En Bulgaria hay —en la medida en que es posible calcular su número— alrededor de setecientos mil turcos, pero la tesis oficial niega su existencia: se trata, según esta tesis, de búlgaros islamizados —los pomaceos, se decía tiempo atrás—, a los que ahora se les obliga a adoptar un apellido búlgaro. Cada día, las Nouvelles de Sofia publican entrevistas de turcos, o mejor dicho búlgaros islamizados, que según Amnistía Internacional o los periódicos de Ankara han desaparecido misteriosamente y según las autoridades del país siguen, por el contrario, vivitos y coleando: hoy le toca a Damjan Christov, director de una factoría de máquinas y tractores en Antonovo, que responde con una amplia sonrisa a las preguntas sobre su desaparición.
No cabe duda de que los quinientos años de yugo otomano han sido terribles, matanzas y razzias, cabezas cortadas y perezosa explotación; los espléndidos iconos conservados en Sofía en la cripta de la iglesia Aleksandar Nevski, que se remontan a la gran época del imperio búlgaro, muestran, con su intensidad artística y religiosa, cuán alta y noble civilización destruyeron los otomanos a finales del siglo XIV y sumergieron durante quinientos años.
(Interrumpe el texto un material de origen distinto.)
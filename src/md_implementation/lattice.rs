use crate::md_implementation::atoms::{Atoms, InvalidSystemState};
use itertools::iproduct;
use log::debug;
use ndarray::Array1;

// Conventional-cell basis of the fcc lattice, in fractions of the lattice
// constant.
const FCC_BASIS: [[f64; 3]; 4] = [
    [0.0, 0.0, 0.0],
    [0.0, 0.5, 0.5],
    [0.5, 0.0, 0.5],
    [0.5, 0.5, 0.0],
];

// Atomic mass in amu and cubic lattice constant in Angstrom.
fn fcc_metal(symbol: &str) -> Option<(f64, f64)> {
    match symbol {
        "Cu" => Some((63.546, 3.615)),
        "Ag" => Some((107.8682, 4.085)),
        "Au" => Some((196.966569, 4.078)),
        "Ni" => Some((58.6934, 3.524)),
        "Pd" => Some((106.42, 3.889)),
        "Pt" => Some((195.084, 3.924)),
        "Al" => Some((26.9815385, 4.046)),
        _ => None,
    }
}

/// Builds a block of fcc crystal of the given element, `size` conventional
/// cells along each axis. The lattice constant defaults to the tabulated
/// value for the element.
pub fn face_centered_cubic(
    symbol: &str,
    size: (usize, usize, usize),
    lattice_constant_opt: Option<f64>,
) -> Result<Atoms, InvalidSystemState> {
    let (mass, tabulated_constant) = fcc_metal(symbol)
        .ok_or_else(|| InvalidSystemState::UnknownElement(symbol.to_string()))?;
    let lattice_constant = lattice_constant_opt.unwrap_or(tabulated_constant);

    let (nx, ny, nz) = size;
    let nb_atoms = 4 * nx * ny * nz;
    let mut atoms = Atoms::new(nb_atoms);

    let mut i = 0;
    for (cx, cy, cz) in iproduct!(0..nx, 0..ny, 0..nz) {
        for basis in FCC_BASIS.iter() {
            atoms.positions[[0, i]] = (cx as f64 + basis[0]) * lattice_constant;
            atoms.positions[[1, i]] = (cy as f64 + basis[1]) * lattice_constant;
            atoms.positions[[2, i]] = (cz as f64 + basis[2]) * lattice_constant;
            i += 1;
        }
    }
    atoms.masses = Array1::from_elem(nb_atoms, mass);

    debug!(
        "built fcc {} lattice: {} atoms, a = {} A",
        symbol, nb_atoms, lattice_constant
    );
    Ok(atoms)
}
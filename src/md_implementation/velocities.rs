use crate::md_implementation::atoms::Atoms;
use crate::md_implementation::units;
use log::debug;
use ndarray_rand::rand_distr::StandardNormal;
use rand::{Rng, SeedableRng};
use rand_isaac::isaac64::Isaac64Rng;

/// Draws velocities from a Maxwell-Boltzmann distribution at the given
/// temperature. Each component is normal with stddev sqrt(kB*T/m).
/// Deterministic for a fixed seed.
pub fn maxwell_boltzmann_distribution(atoms: &mut Atoms, temperature_k: f64, seed: u64) {
    let mut rng = Isaac64Rng::seed_from_u64(seed);
    for i in 0..atoms.nb_atoms() {
        let sigma = (units::KB * temperature_k / atoms.masses[i]).sqrt();
        for dim in 0..3 {
            let gaussian: f64 = rng.sample(StandardNormal);
            atoms.velocities[[dim, i]] = sigma * gaussian;
        }
    }
    debug!(
        "initialized Maxwell-Boltzmann velocities for {} atoms at T = {} K",
        atoms.nb_atoms(),
        temperature_k
    );
}

#[cfg(test)]
mod tests {
    use crate::md_implementation::calculator::Calculator;
    use crate::md_implementation::{atoms::Atoms, lattice, velocities};
    use ndarray::Array2;

    struct ZeroPotential;

    impl Calculator for ZeroPotential {
        fn potential_energy(&self, _atoms: &Atoms) -> f64 {
            return 0.0;
        }

        fn forces(&self, atoms: &Atoms) -> Array2<f64> {
            return Array2::zeros(atoms.positions.raw_dim());
        }
    }

    #[test]
    fn test_deterministic_for_fixed_seed() {
        let mut first = lattice::face_centered_cubic("Cu", (2, 2, 2), None).unwrap();
        let mut second = lattice::face_centered_cubic("Cu", (2, 2, 2), None).unwrap();
        velocities::maxwell_boltzmann_distribution(&mut first, 300.0, 42);
        velocities::maxwell_boltzmann_distribution(&mut second, 300.0, 42);
        assert_eq!(first.velocities, second.velocities);
    }

    #[test]
    fn test_zero_temperature_leaves_atoms_at_rest() {
        let mut atoms = lattice::face_centered_cubic("Cu", (2, 2, 2), None).unwrap();
        velocities::maxwell_boltzmann_distribution(&mut atoms, 0.0, 42);
        assert_eq!(atoms.velocities.sum(), 0.0);
        assert_eq!(atoms.kinetic_energy(), 0.0);
    }

    #[test]
    fn test_sampled_temperature_near_target() {
        // 500 atoms: relative stddev of the instantaneous temperature is
        // sqrt(2/(3N)) ~ 3.7%, so 20% is a comfortable bound.
        let mut atoms = lattice::face_centered_cubic("Cu", (5, 5, 5), None).unwrap();
        atoms.set_calculator(Box::new(ZeroPotential));
        velocities::maxwell_boltzmann_distribution(&mut atoms, 300.0, 42);

        let report = atoms.calcenergy().unwrap();
        assert!(
            (report.temperature - 300.0).abs() < 60.0,
            "instantaneous temperature {} K too far from 300 K",
            report.temperature
        );
    }
}
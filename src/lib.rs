//! Tic-tac-toe with full move-history time travel.
//!
//! The [`Game`] engine owns a canonical move log and a navigation cursor.
//! Every read (board, active player, win, draw, status) is derived by
//! replaying the log prefix under the cursor, never stored, so derived
//! state cannot drift from the moves that produced it. Rewinding to an
//! earlier step and playing from there permanently discards the abandoned
//! continuation.
//!
//! # Example
//!
//! ```
//! use rewind_tictactoe::{Game, GameStatus, Player, Position};
//!
//! let mut game = Game::new();
//! game.play(Position::TopLeft);
//! game.play(Position::Center);
//! assert_eq!(game.status(), GameStatus::NextPlayer(Player::X));
//!
//! // Rewind one ply and branch: the old second ply is gone.
//! game.go_to_step(1);
//! game.play(Position::TopRight);
//! assert_eq!(game.moves(), &[Position::TopLeft, Position::TopRight]);
//! ```

#![warn(missing_docs)]
#![forbid(unsafe_code)]

// Private module declarations
mod engine;
mod history;
mod position;
mod rules;
mod snapshot;
mod types;

/// First-class invariants over reachable engine state.
pub mod invariants;

// Crate-level exports - engine
pub use engine::{Game, MoveRejection};

// Crate-level exports - history presentation
pub use history::{DisplayOrder, HistoryEntry};

// Crate-level exports - board vocabulary
pub use position::Position;

// Crate-level exports - rules
pub use rules::{WinResult, check_win, is_draw, is_full};

// Crate-level exports - view contract
pub use snapshot::GameSnapshot;

// Crate-level exports - domain types
pub use types::{Board, GameStatus, Player, Square};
En el siglo XIX los búlgaros, antes aun de poder intentar resurgir, tenían que acordarse de existir, redescubrir y recuperar su identidad, como Aprilov, que se consideraba griego —bajo la influencia desnacionalizante de la cultura y de la Iglesia griega, aliada con los otomanos— y se reconoció como búlgaro al leer el libro Los búlgaros antiguos y los actuales, publicado en 1829 por el estudioso ucraniano Venelin. Los libros desempeñan un papel eminente en la identidad búlgara; fue un libro, escrito y recopiado muchas veces a mano, la Historia eslavobúlgara de Paisij de Hilendar, el que marcó, en 1762, su reflorecimiento después de siglos de silencio.
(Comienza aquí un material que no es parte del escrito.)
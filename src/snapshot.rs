//! Read-only view payload for the presentation layer.

use crate::engine::Game;
use crate::history::{DisplayOrder, HistoryEntry};
use crate::position::Position;
use crate::types::{Board, GameStatus};
use serde::{Deserialize, Serialize};

/// Everything the presentation layer needs to render one frame.
///
/// Data flows one way: the engine produces a snapshot, the view renders
/// it and sends back cell-click, jump-to-step, and order-toggle
/// commands. The snapshot holds no references into the engine and is
/// serializable for views living across a process boundary.
#[derive(Debug, Clone, PartialEq, Eq, Serialize, Deserialize)]
pub struct GameSnapshot {
    /// The viewed board.
    pub board: Board,
    /// Win/draw/next-player status.
    pub status: GameStatus,
    /// Cells to highlight: the winning triple, when the board is won.
    pub highlighted: Option<[Position; 3]>,
    /// Jump-to-step controls, ordered per `display_order`.
    pub history: Vec<HistoryEntry>,
    /// Current history list ordering.
    pub display_order: DisplayOrder,
}

impl GameSnapshot {
    /// Status formatted for display: "Winner: X", "Draw", or
    /// "Next player: O".
    pub fn status_line(&self) -> String {
        self.status.to_string()
    }
}

impl From<&Game> for GameSnapshot {
    fn from(game: &Game) -> Self {
        Self {
            board: game.board(),
            status: game.status(),
            highlighted: game.win_result().map(|win| win.line),
            history: game.history_entries(),
            display_order: game.display_order(),
        }
    }
}
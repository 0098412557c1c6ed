//! History list presentation: display order and per-step descriptors.

use crate::position::Position;
use serde::{Deserialize, Serialize};

/// Ordering of the history list.
///
/// Pure presentation state: flipping it never touches the move log or
/// the cursor.
#[derive(Debug, Clone, Copy, Default, PartialEq, Eq, Hash, Serialize, Deserialize)]
pub enum DisplayOrder {
    /// Ascending by step: the most recent move is listed last.
    #[default]
    MostRecentLast,
    /// Descending by step: the most recent move is listed first.
    MostRecentFirst,
}

impl DisplayOrder {
    /// The opposite ordering.
    pub fn toggled(self) -> Self {
        match self {
            DisplayOrder::MostRecentLast => DisplayOrder::MostRecentFirst,
            DisplayOrder::MostRecentFirst => DisplayOrder::MostRecentLast,
        }
    }
}

/// One jump-to-step control in the history list.
#[derive(Debug, Clone, PartialEq, Eq, Serialize, Deserialize)]
pub struct HistoryEntry {
    /// The step this entry jumps to (0 = empty board).
    pub step: usize,
    /// Button label: "Start again" at step 0, "Go to step #N" otherwise.
    pub label: String,
    /// True exactly when the engine's cursor sits on this step.
    pub is_current: bool,
    /// The cell claimed by the ply that produced this step; absent at
    /// step 0.
    pub position: Option<Position>,
}

impl HistoryEntry {
    pub(crate) fn new(step: usize, is_current: bool, position: Option<Position>) -> Self {
        let label = if step == 0 {
            "Start again".to_string()
        } else {
            format!("Go to step #{}", step + 1)
        };
        Self {
            step,
            label,
            is_current,
            position,
        }
    }

    /// `(row, col)` of the ply that produced this step.
    pub fn coords(&self) -> Option<(usize, usize)> {
        self.position.map(|pos| (pos.row(), pos.col()))
    }
}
La secular resistencia de los búlgaros sumergidos es una extraordinaria prueba de civilización. Pero todos los pueblos recuerdan violencias sufridas a manos de otros, y si los turcos las han cometido en Bulgaria, como la matanza de Batak en 1876, no han sido presumiblemente más tiernos en los restantes territorios de sus dominios. ¿Por qué, una vez pasada esta frontera, el rencor resulta ser más duradero? Está claro que la razón no reside en el carácter búlgaro, generoso y hospitalario. Kitanka resuelve el problema diciendo que, en Bulgaria, no existen turcos y que no existe, por consiguiente, ninguna minoría declinante y oprimida. La opinión de los interesados no cuenta; el escritor Antón Donchev, épico aeda de los Rodopi, cuenta que se peleó con un funcionario que vivía cerca de Šumen porque este se obstinaba en proclamarse turco, mientras que los documentos demostraban que descendía de Gengis Khan. La distinción entre nacionalidad y ciudadanía parece absurda; quien vive en Bulgaria es necesariamente búlgaro. Cuando pongo el ejemplo de los admirados soviéticos, pueblos diferentes unidos en un único Estado, la guapa Kitanka se calla, pero no parece en absoluto convencida.